(Excerpts from a dataset)
BEGIN

/// Integration tests for the wire protocol messages
///
/// Validates the JSON shapes exchanged with the captioning service.
use livecap::captions::Caption;
use livecap::network::{CaptionUpdate, ClientMessage, ServerMessage};

#[test]
fn test_outbound_protocol_shapes() {
    println!("\n=== Outbound Protocol Test ===");

    let start = serde_json::to_value(ClientMessage::start_stream("en-IN", "hi", true)).unwrap();
    assert_eq!(start["type"], "start_stream");
    assert_eq!(start["source_language"], "en-IN");
    assert_eq!(start["target_language"], "hi");
    assert_eq!(start["simplify"], true);

    let chunk = serde_json::to_value(ClientMessage::audio_chunk("s-1", "AAAA")).unwrap();
    assert_eq!(chunk["type"], "audio_chunk");
    assert_eq!(chunk["session_id"], "s-1");
    assert_eq!(chunk["audio"], "AAAA");

    let stop = serde_json::to_value(ClientMessage::stop_stream("s-1")).unwrap();
    assert_eq!(stop["type"], "stop_stream");
    assert_eq!(stop["session_id"], "s-1");

    println!("✓ start_stream / audio_chunk / stop_stream");
}

#[test]
fn test_inbound_protocol_shapes() {
    println!("\n=== Inbound Protocol Test ===");

    let msg: ServerMessage =
        serde_json::from_str(r#"{"type":"stream_started","session_id":"abc"}"#).unwrap();
    assert_eq!(msg.session_id(), Some("abc"));

    let msg: ServerMessage = serde_json::from_str(
        r#"{"type":"caption_result","id":"1","original":"hello","confidence":0.8}"#,
    )
    .unwrap();
    let ServerMessage::CaptionResult(caption) = msg else {
        panic!("Expected CaptionResult");
    };
    assert_eq!(caption, {
        let mut expected = Caption::new("1", "hello");
        expected.confidence = Some(0.8);
        expected
    });

    let msg: ServerMessage =
        serde_json::from_str(r#"{"type":"caption_update","id":"1","simplified":"hi"}"#).unwrap();
    let ServerMessage::CaptionUpdate(update) = msg else {
        panic!("Expected CaptionUpdate");
    };
    assert_eq!(update.id, "1");
    assert_eq!(update.simplified.as_deref(), Some("hi"));

    let msg: ServerMessage =
        serde_json::from_str(r#"{"type":"error","message":"quota exceeded"}"#).unwrap();
    assert_eq!(msg.error_message(), Some("quota exceeded"));

    println!("✓ stream_started / caption_result / caption_update / error");
}

#[test]
fn test_unknown_fields_tolerated() {
    println!("\n=== Unknown Fields Test ===");

    // Services add fields over time; parsing must not break
    let msg: ServerMessage = serde_json::from_str(
        r#"{
            "type": "caption_result",
            "id": "7",
            "original": "text",
            "timestamp": 1712000000.25,
            "confidence": 0.5,
            "speaker": "A"
        }"#,
    )
    .unwrap();

    let ServerMessage::CaptionResult(caption) = msg else {
        panic!("Expected CaptionResult");
    };
    assert_eq!(caption.id, "7");
    assert_eq!(caption.timestamp, Some(1712000000.25));

    println!("✓ Extra fields ignored");
}

#[test]
fn test_audio_chunk_carries_payload_atomically() {
    println!("\n=== Chunk Atomicity Test ===");

    // A frame's transport payload is embedded whole in a single message
    let payload = "A".repeat(4096);
    let msg = ClientMessage::audio_chunk("s", payload.clone());

    let json = serde_json::to_string(&msg).unwrap();
    let back: ClientMessage = serde_json::from_str(&json).unwrap();

    let ClientMessage::AudioChunk { audio, .. } = back else {
        panic!("Expected AudioChunk");
    };
    assert_eq!(audio, payload);

    println!("✓ {} byte payload intact in one message", payload.len());
}

#[test]
fn test_caption_update_merge_semantics() {
    println!("\n=== Update Merge Test ===");

    let mut caption = Caption::new("1", "hello");
    caption.confidence = Some(0.9);

    caption.apply_update(&CaptionUpdate::new("1").with_translated("नमस्ते"));
    assert_eq!(caption.original, "hello");
    assert_eq!(caption.translated.as_deref(), Some("नमस्ते"));
    assert_eq!(caption.confidence, Some(0.9));

    caption.apply_update(&CaptionUpdate::new("1").with_simplified("hi"));
    assert_eq!(caption.translated.as_deref(), Some("नमस्ते"));
    assert_eq!(caption.simplified.as_deref(), Some("hi"));

    println!("✓ Present fields override, absent fields preserved");
}
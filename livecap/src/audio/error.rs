use thiserror::Error;

/// Audio-related errors
#[derive(Error, Debug)]
pub enum AudioError {
    /// No audio input device found
    #[error("No audio input device found")]
    DeviceNotFound,

    /// A specifically requested device is not available
    #[error("Audio input device \"{0}\" is not available")]
    DeviceUnavailable(String),

    /// Failed to build audio stream
    #[error("Failed to build audio stream: {0}")]
    StreamBuildFailed(String),

    /// Audio stream error
    #[error("Audio stream error: {0}")]
    StreamError(String),

    /// Device name is invalid
    #[error("Device name is invalid UTF-8")]
    InvalidDeviceName,

    /// cpal error
    #[error("cpal error: {0}")]
    CpalError(#[from] cpal::DevicesError),

    /// Default config error
    #[error("Default config error: {0}")]
    DefaultConfigError(#[from] cpal::DefaultStreamConfigError),

    /// Supported config error
    #[error("Supported config error: {0}")]
    SupportedConfigError(#[from] cpal::SupportedStreamConfigsError),
}

/// Result type for audio operations
pub type AudioResult<T> = Result<T, AudioError>;
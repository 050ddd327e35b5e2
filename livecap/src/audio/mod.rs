//! Audio capture and encoding
//!
//! Everything between the input device and the transport-encoded chunk:
//! device selection, the real-time capture stream, frame accumulation,
//! sample-rate conversion and PCM/base64 encoding.

/// Audio capture stream management
pub mod capture;

/// Input device enumeration and selection
pub mod device;

/// PCM and transport encoding
pub mod encoder;

/// Audio-related error types
pub mod error;

/// Fixed-size frame accumulation
pub mod frame;

/// Audio processing pipeline
pub mod pipeline;

/// Sample-rate conversion
pub mod resampler;

// Re-export commonly used types
pub use capture::AudioCapture;
pub use device::{AudioDevice, DeviceTarget, list_input_devices};
pub use error::{AudioError, AudioResult};
pub use frame::{FRAME_SIZE, FrameBuffer};
pub use pipeline::AudioPipeline;
pub use resampler::{SERVICE_SAMPLE_RATE, resample};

END

Repeat back the data above, exact to the last character.

/// Integration tests for the wire protocol messages
///
/// Validates the JSON shapes exchanged with the captioning service.
use livecap::captions::Caption;
use livecap::network::{CaptionUpdate, ClientMessage, ServerMessage};

#[test]
fn test_outbound_protocol_shapes() {
    println!("\n=== Outbound Protocol Test ===");

    let start = serde_json::to_value(ClientMessage::start_stream("en-IN", "hi", true)).unwrap();
    assert_eq!(start["type"], "start_stream");
    assert_eq!(start["source_language"], "en-IN");
    assert_eq!(start["target_language"], "hi");
    assert_eq!(start["simplify"], true);

    let chunk = serde_json::to_value(ClientMessage::audio_chunk("s-1", "AAAA")).unwrap();
    assert_eq!(chunk["type"], "audio_chunk");
    assert_eq!(chunk["session_id"], "s-1");
    assert_eq!(chunk["audio"], "AAAA");

    let stop = serde_json::to_value(ClientMessage::stop_stream("s-1")).unwrap();
    assert_eq!(stop["type"], "stop_stream");
    assert_eq!(stop["session_id"], "s-1");

    println!("✓ start_stream / audio_chunk / stop_stream");
}

#[test]
fn test_inbound_protocol_shapes() {
    println!("\n=== Inbound Protocol Test ===");

    let msg: ServerMessage =
        serde_json::from_str(r#"{"type":"stream_started","session_id":"abc"}"#).unwrap();
    assert_eq!(msg.session_id(), Some("abc"));

    let msg: ServerMessage = serde_json::from_str(
        r#"{"type":"caption_result","id":"1","original":"hello","confidence":0.8}"#,
    )
    .unwrap();
    let ServerMessage::CaptionResult(caption) = msg else {
        panic!("Expected CaptionResult");
    };
    assert_eq!(caption, {
        let mut expected = Caption::new("1", "hello");
        expected.confidence = Some(0.8);
        expected
    });

    let msg: ServerMessage =
        serde_json::from_str(r#"{"type":"caption_update","id":"1","simplified":"hi"}"#).unwrap();
    let ServerMessage::CaptionUpdate(update) = msg else {
        panic!("Expected CaptionUpdate");
    };
    assert_eq!(update.id, "1");
    assert_eq!(update.simplified.as_deref(), Some("hi"));

    let msg: ServerMessage =
        serde_json::from_str(r#"{"type":"error","message":"quota exceeded"}"#).unwrap();
    assert_eq!(msg.error_message(), Some("quota exceeded"));

    println!("✓ stream_started / caption_result / caption_update / error");
}

#[test]
fn test_unknown_fields_tolerated() {
    println!("\n=== Unknown Fields Test ===");

    // Services add fields over time; parsing must not break
    let msg: ServerMessage = serde_json::from_str(
        r#"{
            "type": "caption_result",
            "id": "7",
            "original": "text",
            "timestamp": 1712000000.25,
            "confidence": 0.5,
            "speaker": "A"
        }"#,
    )
    .unwrap();

    let ServerMessage::CaptionResult(caption) = msg else {
        panic!("Expected CaptionResult");
    };
    assert_eq!(caption.id, "7");
    assert_eq!(caption.timestamp, Some(1712000000.25));

    println!("✓ Extra fields ignored");
}

#[test]
fn test_audio_chunk_carries_payload_atomically() {
    println!("\n=== Chunk Atomicity Test ===");

    // A frame's transport payload is embedded whole in a single message
    let payload = "A".repeat(4096);
    let msg = ClientMessage::audio_chunk("s", payload.clone());

    let json = serde_json::to_string(&msg).unwrap();
    let back: ClientMessage = serde_json::from_str(&json).unwrap();

    let ClientMessage::AudioChunk { audio, .. } = back else {
        panic!("Expected AudioChunk");
    };
    assert_eq!(audio, payload);

    println!("✓ {} byte payload intact in one message", payload.len());
}

#[test]
fn test_caption_update_merge_semantics() {
    println!("\n=== Update Merge Test ===");

    let mut caption = Caption::new("1", "hello");
    caption.confidence = Some(0.9);

    caption.apply_update(&CaptionUpdate::new("1").with_translated("नमस्ते"));
    assert_eq!(caption.original, "hello");
    assert_eq!(caption.translated.as_deref(), Some("नमस्ते"));
    assert_eq!(caption.confidence, Some(0.9));

    caption.apply_update(&CaptionUpdate::new("1").with_simplified("hi"));
    assert_eq!(caption.translated.as_deref(), Some("नमस्ते"));
    assert_eq!(caption.simplified.as_deref(), Some("hi"));

    println!("✓ Present fields override, absent fields preserved");
}
filename livecap/src/audio/error.rs
use thiserror::Error;

/// Audio-related errors
#[derive(Error, Debug)]
pub enum AudioError {
    /// No audio input device found
    #[error("No audio input device found")]
    DeviceNotFound,

    /// A specifically requested device is not available
    #[error("Audio input device \"{0}\" is not available")]
    DeviceUnavailable(String),

    /// Failed to build audio stream
    #[error("Failed to build audio stream: {0}")]
    StreamBuildFailed(String),

    /// Audio stream error
    #[error("Audio stream error: {0}")]
    StreamError(String),

    /// Device name is invalid
    #[error("Device name is invalid UTF-8")]
    InvalidDeviceName,

    /// cpal error
    #[error("cpal error: {0}")]
    CpalError(#[from] cpal::DevicesError),

    /// Default config error
    #[error("Default config error: {0}")]
    DefaultConfigError(#[from] cpal::DefaultStreamConfigError),

    /// Supported config error
    #[error("Supported config error: {0}")]
    SupportedConfigError(#[from] cpal::SupportedStreamConfigsError),
}

/// Result type for audio operations
pub type AudioResult<T> = Result<T, AudioError>;
repository 050ddd327e35b5e2
filename livecap/src/audio/mod.rs
//! Audio capture and encoding
//!
//! Everything between the input device and the transport-encoded chunk:
//! device selection, the real-time capture stream, frame accumulation,
//! sample-rate conversion and PCM/base64 encoding.

/// Audio capture stream management
pub mod capture;

/// Input device enumeration and selection
pub mod device;

/// PCM and transport encoding
pub mod encoder;

/// Audio-related error types
pub mod error;

/// Fixed-size frame accumulation
pub mod frame;

/// Audio processing pipeline
pub mod pipeline;

/// Sample-rate conversion
pub mod resampler;

// Re-export commonly used types
pub use capture::AudioCapture;
pub use device::{AudioDevice, DeviceTarget, list_input_devices};
pub use error::{AudioError, AudioResult};
pub use frame::{FRAME_SIZE, FrameBuffer};
pub use pipeline::AudioPipeline;
pub use resampler::{SERVICE_SAMPLE_RATE, resample};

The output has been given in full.